«La ricorrenza del 17 maggio è stata scelta, in ambito internazionale, per promuovere il contrasto alle discriminazioni, la lotta ai pregiudizi e la promozione della conoscenza riguardo a tutti quei fenomeni che, per mezzo dell’omofobia, della transfobia e della bifobia, perpetrano continue violazioni della dignità umana». Così il Presidente della Repubblica Sergio Mattarella ricordava un anno fa in una nota la Giornata mondiale contro l’omofobia.
Un anno dopo, la giornata internazionale cade in concomitanza con la ripresa in Senato della discussione del DDL Zan. La data del 17 maggio ci riporta indietro nel tempo, nel 1981 quando gli italiani furono chiamati ad esprimersi nel referendum per mantenere la legge 194 sull’aborto. Una vittoria civile per molti, una sconfitta lancinante per chi antepone la vita ad ogni altro argomento.

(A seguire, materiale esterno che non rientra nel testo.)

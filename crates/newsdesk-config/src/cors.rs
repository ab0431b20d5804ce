//! Browser origins allowed to call the API.
//!
//! # Environment Variables
//!
//! - `ALLOWED_ORIGINS`: comma-separated origins (default: the local dev servers)

use std::env;

const DEFAULT_ORIGINS: &str = "http://localhost:3000,http://localhost:3001";

#[derive(Clone, Debug, PartialEq, Eq)]
pub struct CorsConfig {
    pub allowed_origins: Vec<String>,
}

impl CorsConfig {
    pub fn from_env() -> Self {
        let raw = env::var("ALLOWED_ORIGINS").unwrap_or_else(|_| DEFAULT_ORIGINS.to_string());
        Self {
            allowed_origins: parse_origins(&raw),
        }
    }
}

impl Default for CorsConfig {
    fn default() -> Self {
        Self {
            allowed_origins: parse_origins(DEFAULT_ORIGINS),
        }
    }
}

/// Splits an origin list, dropping blanks, trailing slashes and repeats.
///
/// Browsers send `Origin` without a trailing slash, so `https://a.test/`
/// would never match as written.
pub fn parse_origins(raw: &str) -> Vec<String> {
    let mut origins: Vec<String> = Vec::new();
    for origin in raw.split(',').map(|s| s.trim().trim_end_matches('/')) {
        if !origin.is_empty() && !origins.iter().any(|o| o == origin) {
            origins.push(origin.to_string());
        }
    }
    origins
}
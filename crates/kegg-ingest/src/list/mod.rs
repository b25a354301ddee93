//! KEGG `list` output parsing
//!
//! The KEGG REST `list` operation returns one entry per line, tab-separated,
//! with a category-specific layout inside the fields (see [`parser`]).
//! [`ListParser`] turns a complete response body into ordered
//! [`ListRecord`]s for one category.
//!
//! Parsing is all-or-nothing: the first bad line aborts the call with a
//! [`KeggError`] carrying the line number, and no records are returned.
//!
//! # Example
//!
//! ```
//! use kegg_common::types::{Category, ListRecord};
//! use kegg_ingest::list::ListParser;
//!
//! let parser = ListParser::new(Category::Ortholog)?;
//! let records = parser.parse("K00844\tHK; hexokinase [EC:2.7.1.1]\n")?;
//!
//! let ListRecord::Ortholog(ko) = &records[0] else { unreachable!() };
//! assert_eq!(ko.symbols, vec!["HK"]);
//! assert_eq!(ko.enzyme_codes, vec!["2.7.1.1"]);
//! # Ok::<(), kegg_common::KeggError>(())
//! ```

mod fields;
pub mod location;
pub mod parser;

pub use location::GenomicLocationParser;

use kegg_common::types::{Category, ListRecord};
use kegg_common::{KeggError, Result};
use tracing::{debug, instrument, warn};

/// Parser for the `list` output of one category
#[derive(Debug, Clone)]
pub struct ListParser {
    category: Category,
    locations: GenomicLocationParser,
}

impl ListParser {
    /// Create a parser for `category`
    ///
    /// Fails with [`KeggError::UnsupportedCategory`] when the category has
    /// no line parser.
    pub fn new(category: Category) -> Result<Self> {
        if let Category::Unsupported(tag) = &category {
            return Err(KeggError::UnsupportedCategory(tag.clone()));
        }

        Ok(Self {
            category,
            locations: GenomicLocationParser::new()?,
        })
    }

    pub fn category(&self) -> &Category {
        &self.category
    }

    /// Parse a complete `list` response body
    ///
    /// Blank lines are skipped and a trailing newline does not produce a
    /// record. Records are returned in line order.
    #[instrument(skip(self, content), fields(category = %self.category, bytes = content.len()))]
    pub fn parse(&self, content: &str) -> Result<Vec<ListRecord>> {
        let mut records = Vec::new();

        for (index, line) in content.lines().enumerate() {
            let line_num = index + 1;

            if line.trim().is_empty() {
                continue;
            }

            match self.parse_line(line) {
                Ok(record) => records.push(record),
                Err(e) => {
                    warn!(line_num, error = %e, "Aborting list parse");
                    return Err(e.at_line(line_num));
                },
            }
        }

        debug!(records = records.len(), "Parsed list");
        Ok(records)
    }

    /// Parse a single line with this parser's category
    pub fn parse_line(&self, line: &str) -> Result<ListRecord> {
        let record = match &self.category {
            Category::Pathway => ListRecord::Pathway(parser::parse_pathway(line)?),
            Category::Brite => ListRecord::Brite(parser::parse_brite(line)?),
            Category::Module => ListRecord::Module(parser::parse_module(line)?),
            Category::Ortholog => ListRecord::Ortholog(parser::parse_ortholog(line)?),
            Category::Gene => ListRecord::Gene(parser::parse_gene(line, &self.locations)?),
            Category::ViralGene => ListRecord::ViralGene(parser::parse_viral_gene(line)?),
            Category::ViralPeptide => ListRecord::ViralPeptide(parser::parse_viral_peptide(line)?),
            Category::AddendumGene => ListRecord::AddendumGene(parser::parse_addendum_gene(line)?),
            Category::Unsupported(tag) => {
                return Err(KeggError::UnsupportedCategory(tag.clone()));
            },
        };
        Ok(record)
    }
}

/// Parse a `list` response body for the category named by `tag`
///
/// `tag` accepts the KEGG database names (`pathway`, `brite`, `module`,
/// `ko`, `genes`, `vg`, `vp`, `ag`) and their aliases.
pub fn parse_list(content: &str, tag: &str) -> Result<Vec<ListRecord>> {
    let category = match tag.parse::<Category>() {
        Ok(category) => category,
        Err(never) => match never {},
    };
    ListParser::new(category)?.parse(content)
}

Purtroppo, l’omofobia non è un ricordo degli anni passati, ed è spesso l’ambiente scolastico il terreno più fertile per le prese in giro legate all’orientamento sessuale. I bulli raramente aggrediscono qualcuno per «ciò che l’altro fa», quanto per «ciò che l’altro è». Eppure, l’omosessualità non è una novità del nostro tempo, non viene dai social o dalla generazione Z, c’è da sempre e la letteratura non l’ha taciuta. Pensiamo a Marguerite Youcenair che nel suo romanzo Alexis scrive di un musicista che rivela la propria bisessualità alla moglie. Se ci spostiamo in Inghilterra troviamo Virginia Woolf con il suo androgino Orlando. O ancora al tedesco Klaus Mann che ne La pia danza racconta di un personaggio in cerca della libertà necessaria per esprimere il proprio essere omosessuale.
Abbiamo reso il modo di essere un tabù, convincendoci che si tratti di un errore. Lo sbaglio è – invece – non fare nulla per superare la paura della diversità. Se tutto quello che esce dai binari stride, è bene scendere dal treno e cambiare prospettiva.